His Dark Materials follows in the footsteps of fellow books-turned-blockbuster-television-adaptations, including George R R Martin’s A Game of Thrones, which wore the e-book crown in the week that the eight-series HBO epic came to an end, and Margaret Atwood’s The Handmaid’s Tale, which seized control of the e-book top spot for seven weeks across summer 2017, when its first series was broadcast on Channel 4. The previous week’s chart, which coincided with the premiere of "His Dark Materials" on BBC One, saw four Pullman titles—the His Dark Materials trilogy, Northern Lights solo, and the two Book of Dust series titles—chart in the e-book top 20. For this chart, covering the week after the second episode was broadcast, Pullman’s sales concentrated to push His Dark Materials up six places into the top spot.
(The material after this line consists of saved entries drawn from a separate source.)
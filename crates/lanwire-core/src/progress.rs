// SPDX-License-Identifier: AGPL-3.0
// Lanwire - Rolling-window throughput estimation

use std::collections::VecDeque;
use std::time::{Duration, Instant};

/// Window over which throughput is averaged
const WINDOW: Duration = Duration::from_secs(3);

/// Per-transfer byte counter with a rolling-window speed estimate.
///
/// Samples older than the window are discarded on every call, so the
/// reported speed reflects recent throughput rather than the lifetime
/// average.
pub struct SpeedTracker {
    samples: VecDeque<(Instant, u64)>,
    window_bytes: u64,
}

impl SpeedTracker {
    pub fn new() -> Self {
        Self {
            samples: VecDeque::new(),
            window_bytes: 0,
        }
    }

    /// Record `bytes` transferred at this instant
    pub fn record(&mut self, bytes: u64) {
        let now = Instant::now();
        self.samples.push_back((now, bytes));
        self.window_bytes += bytes;
        self.evict(now);
    }

    /// Current throughput in bytes per second
    pub fn bytes_per_sec(&mut self) -> u64 {
        let now = Instant::now();
        self.evict(now);

        let Some((oldest, _)) = self.samples.front() else {
            return 0;
        };
        let elapsed = now.duration_since(*oldest).as_secs_f64();
        if elapsed <= 0.0 {
            // All samples landed within one clock tick
            return self.window_bytes;
        }
        (self.window_bytes as f64 / elapsed) as u64
    }

    fn evict(&mut self, now: Instant) {
        while let Some((t, bytes)) = self.samples.front() {
            if now.duration_since(*t) <= WINDOW {
                break;
            }
            self.window_bytes -= bytes;
            self.samples.pop_front();
        }
    }
}

impl Default for SpeedTracker {
    fn default() -> Self {
        Self::new()
    }
}
// SPDX-License-Identifier: AGPL-3.0
// Lanwire Core - Transfer engine for explicit, consent-based file
// transfer over LAN, VPN, and overlay networks
//
// This crate provides:
// - The transfer orchestrator (protocol state machine)
// - The HTTP protocol server (receiver) and client (sender)
// - Persistent settings, favorites, and history stores
// - The TransferEngine control-plane facade frontends call into
//
// There is no peer discovery, relay, or encryption here; the engine
// assumes a reachable address on a configurable port and leaves
// confidentiality to the surrounding network.

pub mod client;
pub mod config;
pub mod engine;
pub mod error;
pub mod events;
pub mod orchestrator;
pub mod progress;
pub mod server;
pub mod store;
pub mod trust;
pub mod types;

pub use client::TransferClient;
pub use config::EngineConfig;
pub use engine::TransferEngine;
pub use error::{EngineError, EngineResult};
pub use events::{EngineEvent, EventBus};
pub use orchestrator::Orchestrator;
pub use store::{FavoritesStore, HistoryStore, SettingsStore};
pub use types::{
    AppSettings, Favorite, NetworkInterface, PeerInfo, PendingTransfer, ResolveResult,
    ServerStatus, TransferDirection, TransferFile, TransferProgress, TransferRecord,
    TransferRequest, TransferResponse, TransferStatus, TransferStatusResponse,
};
The sales boost as a result of the television adaptation is a lot more marked in "e" than in "p", with The Secret Commonwealth still Pullman’s bestseller in print in the same week covered by this chart. In fact, La Belle Sauvage and two separate editions of Northern Lights outsold His Dark Materials through BookScan’s TCM. This may be an issue of size more than anything else—the combined series tops 1,000 pages in hardback, which is a little more awkward to carry around on the Tube than a Kindle is.
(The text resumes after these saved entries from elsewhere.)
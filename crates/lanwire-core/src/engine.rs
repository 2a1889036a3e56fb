// SPDX-License-Identifier: AGPL-3.0
// Lanwire - Control-plane facade
//
// The single object a frontend holds. Every operation is a synchronous
// request/response call; state changes are additionally observable
// through the event subscription.

use crate::client::{self, TransferClient};
use crate::config::EngineConfig;
use crate::error::{EngineError, EngineResult};
use crate::events::{EngineEvent, EventBus};
use crate::orchestrator::Orchestrator;
use crate::server::{self, ServerContext, ServerHandle};
use crate::store::{FavoritesStore, HistoryStore, SettingsStore};
use crate::types::{
    AppSettings, Favorite, NetworkInterface, PeerInfo, PendingTransfer, ResolveResult,
    ServerStatus, TransferRecord,
};
use std::path::{Path, PathBuf};
use std::sync::Arc;
use tokio::sync::broadcast;
use tokio::sync::Mutex;

/// The transfer engine: orchestrator, protocol server/client, stores,
/// and event bus, wired together at startup
pub struct TransferEngine {
    settings: Arc<SettingsStore>,
    favorites: Arc<FavoritesStore>,
    history: Arc<HistoryStore>,
    orchestrator: Arc<Orchestrator>,
    client: TransferClient,
    events: EventBus,
    server_ctx: Arc<ServerContext>,
    server: Mutex<Option<ServerHandle>>,
}

impl TransferEngine {
    /// Build an engine with stores at the default config location
    pub fn new() -> EngineResult<Self> {
        let settings = Arc::new(SettingsStore::new()?);
        let favorites = Arc::new(FavoritesStore::new()?);
        let history = Arc::new(HistoryStore::new()?);
        Self::with_stores(settings, favorites, history)
    }

    /// Build an engine with stores rooted in an explicit directory
    pub fn with_config_dir(dir: &Path) -> EngineResult<Self> {
        let settings = Arc::new(SettingsStore::with_path(dir.join("settings.json"))?);
        let favorites = Arc::new(FavoritesStore::with_path(dir.join("favorites.json"))?);
        let history = Arc::new(HistoryStore::with_path(dir.join("history.json"))?);
        Self::with_stores(settings, favorites, history)
    }

    /// Build an engine from an explicit runtime configuration,
    /// overriding whatever the settings file in `dir` holds. For
    /// embedders that configure programmatically instead of through
    /// the persisted settings.
    pub fn with_config(dir: &Path, config: EngineConfig) -> EngineResult<Self> {
        let engine = Self::with_config_dir(dir)?;
        let mut settings = engine.settings.get();
        settings.port = config.port;
        settings.device_name = config.device_name;
        settings.download_dir = config.download_dir;
        settings.trusted_hosts = config.trusted_hosts;
        settings.receive_only = config.receive_only;
        settings.max_retries = config.max_retries;
        settings.retry_delay_ms = config.retry_delay_ms;
        settings.approval_timeout_secs = config.approval_timeout_secs;
        engine.settings.update(settings)?;
        Ok(engine)
    }

    pub fn with_stores(
        settings: Arc<SettingsStore>,
        favorites: Arc<FavoritesStore>,
        history: Arc<HistoryStore>,
    ) -> EngineResult<Self> {
        let events = EventBus::new();
        let orchestrator = Arc::new(Orchestrator::new(
            settings.clone(),
            history.clone(),
            events.clone(),
        ));
        let client = TransferClient::new(orchestrator.clone(), settings.clone(), events.clone())?;
        let server_ctx = Arc::new(ServerContext {
            orchestrator: orchestrator.clone(),
            settings: settings.clone(),
            events: events.clone(),
        });

        Ok(Self {
            settings,
            favorites,
            history,
            orchestrator,
            client,
            events,
            server_ctx,
            server: Mutex::new(None),
        })
    }

    /// Subscribe to engine events
    pub fn subscribe(&self) -> broadcast::Receiver<EngineEvent> {
        self.events.subscribe()
    }

    // ------------------------------------------------------------------
    // Server lifecycle
    // ------------------------------------------------------------------

    /// Start the protocol server on the configured port. Returns the
    /// bound port; a no-op if already running.
    pub async fn start_server(&self) -> EngineResult<u16> {
        let mut server = self.server.lock().await;
        if let Some(handle) = server.as_ref() {
            return Ok(handle.port());
        }
        let port = self.settings.get().port;
        let handle = server::start_server(self.server_ctx.clone(), port).await?;
        let bound = handle.port();
        *server = Some(handle);
        Ok(bound)
    }

    /// Stop accepting new connections; in-flight transfers on
    /// established connections drain to completion
    pub async fn stop_server(&self) -> EngineResult<()> {
        let handle = self
            .server
            .lock()
            .await
            .take()
            .ok_or(EngineError::ServerNotRunning)?;
        handle.stop().await;
        Ok(())
    }

    pub async fn server_status(&self) -> ServerStatus {
        let server = self.server.lock().await;
        ServerStatus {
            running: server.is_some(),
            port: server.as_ref().map(|h| h.port()),
            device_name: self.settings.get().device_name,
            interfaces: client::get_network_interfaces(),
        }
    }

    /// Swap the listening socket for a new port. Transfers already
    /// accepted or in progress continue on their established
    /// connections.
    async fn rebind(&self, new_port: u16) -> EngineResult<()> {
        let mut server = self.server.lock().await;
        let Some(handle) = server.take() else {
            return Ok(());
        };
        let old_port = handle.port();
        if old_port == new_port {
            *server = Some(handle);
            return Ok(());
        }

        handle.stop().await;
        let new_handle = server::start_server(self.server_ctx.clone(), new_port).await?;
        let bound = new_handle.port();
        *server = Some(new_handle);
        self.events.emit(EngineEvent::PortChanged {
            old_port,
            new_port: bound,
        });
        Ok(())
    }

    // ------------------------------------------------------------------
    // Settings
    // ------------------------------------------------------------------

    pub fn get_settings(&self) -> AppSettings {
        self.settings.get()
    }

    /// Update settings, rebinding the server if the port changed
    pub async fn update_settings(&self, new_settings: AppSettings) -> EngineResult<()> {
        let old = self.settings.get();
        let new_port = new_settings.port;
        self.settings.update(new_settings)?;
        if old.port != new_port {
            self.rebind(new_port).await?;
        }
        Ok(())
    }

    pub fn add_trusted_host(&self, host: String) -> EngineResult<()> {
        self.settings.add_trusted_host(host)
    }

    pub fn remove_trusted_host(&self, host: &str) -> EngineResult<()> {
        self.settings.remove_trusted_host(host)
    }

    // ------------------------------------------------------------------
    // Favorites
    // ------------------------------------------------------------------

    pub fn list_favorites(&self) -> Vec<Favorite> {
        self.favorites.list()
    }

    pub fn add_favorite(&self, name: String, address: String) -> EngineResult<Favorite> {
        self.favorites.add(name, address)
    }

    pub fn update_favorite(
        &self,
        id: &str,
        name: Option<String>,
        address: Option<String>,
    ) -> EngineResult<Favorite> {
        self.favorites.update(id, name, address)
    }

    pub fn delete_favorite(&self, id: &str) -> EngineResult<()> {
        self.favorites.delete(id)
    }

    // ------------------------------------------------------------------
    // Network
    // ------------------------------------------------------------------

    /// Resolve a hostname; a successful resolution refreshes the cached
    /// IP of any favorite with that address
    pub fn resolve_hostname(&self, address: &str) -> ResolveResult {
        let result = TransferClient::resolve_address(address);
        if result.success {
            if let Some(ip) = result.ips.first() {
                let has_match = self.favorites.list().iter().any(|f| f.address == address);
                if has_match {
                    if let Err(e) = self.favorites.update_resolved_ip(address, ip) {
                        tracing::warn!("Failed to cache resolved IP: {}", e);
                    }
                }
            }
        }
        result
    }

    pub fn list_interfaces(&self) -> Vec<NetworkInterface> {
        client::get_network_interfaces()
    }

    pub async fn check_peer(&self, address: &str, port: u16) -> EngineResult<bool> {
        self.client.check_peer(address, port).await
    }

    pub async fn peer_info(&self, address: &str, port: u16) -> EngineResult<PeerInfo> {
        self.client.peer_info(address, port).await
    }

    // ------------------------------------------------------------------
    // Transfers
    // ------------------------------------------------------------------

    /// Send files to a peer. Returns the transfer id once the transfer
    /// reaches a terminal state.
    pub async fn send_files(
        &self,
        address: &str,
        port: u16,
        paths: Vec<PathBuf>,
    ) -> EngineResult<String> {
        let settings = self.settings.get();
        if settings.receive_only {
            return Err(EngineError::InvalidConfig(
                "Sending is disabled in receive-only mode".to_string(),
            ));
        }
        self.client
            .send_files(address, port, paths, Some(settings.device_name))
            .await
    }

    /// Send a directory, preserving its structure on the receiver
    pub async fn send_directory(
        &self,
        address: &str,
        port: u16,
        dir: &Path,
    ) -> EngineResult<String> {
        let settings = self.settings.get();
        if settings.receive_only {
            return Err(EngineError::InvalidConfig(
                "Sending is disabled in receive-only mode".to_string(),
            ));
        }
        self.client
            .send_directory(address, port, dir, Some(settings.device_name))
            .await
    }

    /// Accept a pending incoming transfer; returns the minted token
    pub async fn accept_transfer(&self, transfer_id: &str) -> EngineResult<String> {
        self.orchestrator
            .decide(transfer_id, true)
            .await?
            .ok_or_else(|| EngineError::NotFound(format!("Transfer not found: {}", transfer_id)))
    }

    /// Reject a pending incoming transfer
    pub async fn reject_transfer(&self, transfer_id: &str) -> EngineResult<()> {
        self.orchestrator.decide(transfer_id, false).await?;
        Ok(())
    }

    /// Cancel a transfer in any non-terminal state; idempotent
    pub async fn cancel_transfer(&self, transfer_id: &str) -> EngineResult<()> {
        self.orchestrator.cancel(transfer_id).await
    }

    /// Accept every pending transfer; returns the affected ids
    pub async fn accept_all_transfers(&self) -> Vec<String> {
        self.orchestrator.decide_all(true).await
    }

    /// Reject every pending transfer; returns the affected ids
    pub async fn reject_all_transfers(&self) -> Vec<String> {
        self.orchestrator.decide_all(false).await
    }

    pub async fn pending_transfers(&self) -> Vec<PendingTransfer> {
        self.orchestrator.pending_transfers().await
    }

    /// Snapshot of a live transfer, if the engine still tracks it
    pub async fn transfer_record(&self, transfer_id: &str) -> Option<TransferRecord> {
        self.orchestrator.get_record(transfer_id).await
    }

    // ------------------------------------------------------------------
    // History
    // ------------------------------------------------------------------

    pub fn transfer_history(&self) -> Vec<TransferRecord> {
        self.history.list()
    }

    pub fn clear_history(&self) -> EngineResult<()> {
        self.history.clear()
    }
}

#[cfg(test)]
mod tests {
    use super::*;

    fn engine() -> (tempfile::TempDir, TransferEngine) {
        let dir = tempfile::tempdir().unwrap();
        let engine = TransferEngine::with_config_dir(dir.path()).unwrap();
        (dir, engine)
    }

    #[tokio::test]
    async fn server_starts_on_ephemeral_port_and_stops() {
        let (_dir, engine) = engine();
        let mut settings = engine.get_settings();
        settings.port = 0;
        engine.update_settings(settings).await.unwrap();

        let port = engine.start_server().await.unwrap();
        assert_ne!(port, 0);

        let status = engine.server_status().await;
        assert!(status.running);
        assert_eq!(status.port, Some(port));

        engine.stop_server().await.unwrap();
        assert!(!engine.server_status().await.running);
    }

    #[tokio::test]
    async fn stop_without_start_reports_not_running() {
        let (_dir, engine) = engine();
        assert!(matches!(
            engine.stop_server().await,
            Err(EngineError::ServerNotRunning)
        ));
    }

    #[tokio::test]
    async fn receive_only_blocks_sending() {
        let (_dir, engine) = engine();
        let mut settings = engine.get_settings();
        settings.receive_only = true;
        engine.update_settings(settings).await.unwrap();

        let err = engine
            .send_files("127.0.0.1", 1, vec![PathBuf::from("/tmp/x")])
            .await
            .unwrap_err();
        assert!(matches!(err, EngineError::InvalidConfig(_)));
    }

    #[tokio::test]
    async fn favorites_round_trip_through_engine() {
        let (_dir, engine) = engine();
        let fav = engine
            .add_favorite("NAS".into(), "192.168.1.9".into())
            .unwrap();
        assert_eq!(engine.list_favorites().len(), 1);

        engine
            .update_favorite(&fav.id, Some("Attic NAS".into()), None)
            .unwrap();
        assert_eq!(engine.list_favorites()[0].name, "Attic NAS");

        engine.delete_favorite(&fav.id).unwrap();
        assert!(engine.list_favorites().is_empty());
    }

    #[tokio::test]
    async fn explicit_config_overrides_persisted_settings() {
        let dir = tempfile::tempdir().unwrap();
        let config = EngineConfig::builder()
            .port(0)
            .device_name("embedded")
            .trusted_hosts(vec!["10.0.0.7".into()])
            .receive_only(true)
            .build();
        let engine = TransferEngine::with_config(dir.path(), config).unwrap();

        let settings = engine.get_settings();
        assert_eq!(settings.port, 0);
        assert_eq!(settings.device_name, "embedded");
        assert_eq!(settings.trusted_hosts, vec!["10.0.0.7".to_string()]);
        assert!(settings.receive_only);
    }

    #[tokio::test]
    async fn resolve_hostname_caches_ip_for_matching_favorite() {
        let (_dir, engine) = engine();
        engine
            .add_favorite("Local".into(), "127.0.0.1".into())
            .unwrap();

        let result = engine.resolve_hostname("127.0.0.1");
        assert!(result.success);
        assert_eq!(
            engine.list_favorites()[0].last_resolved_ip.as_deref(),
            Some("127.0.0.1")
        );
    }
}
Another small screen-boosted title, Anne Glenconner’s Lady in Waiting, rose up the Weekly E-Book Ranking in the week ahead of Netflix dropping series three of "The Crown", which features Glenconner as a new character, and the week after the 89-year-old author appeared on Graham Norton’s BBC One show.
Week ending 16th November 2019. Titles with a selling price below £2 are excluded, as are titles priced £4.50 or below with any print versions priced above £17.99. Participating publishers: PRH UK, Hachette, HarperCollins, Pan Macmillan, Bloomsbury, Simon & Schuster, Bonnier Zaffre & Canongate.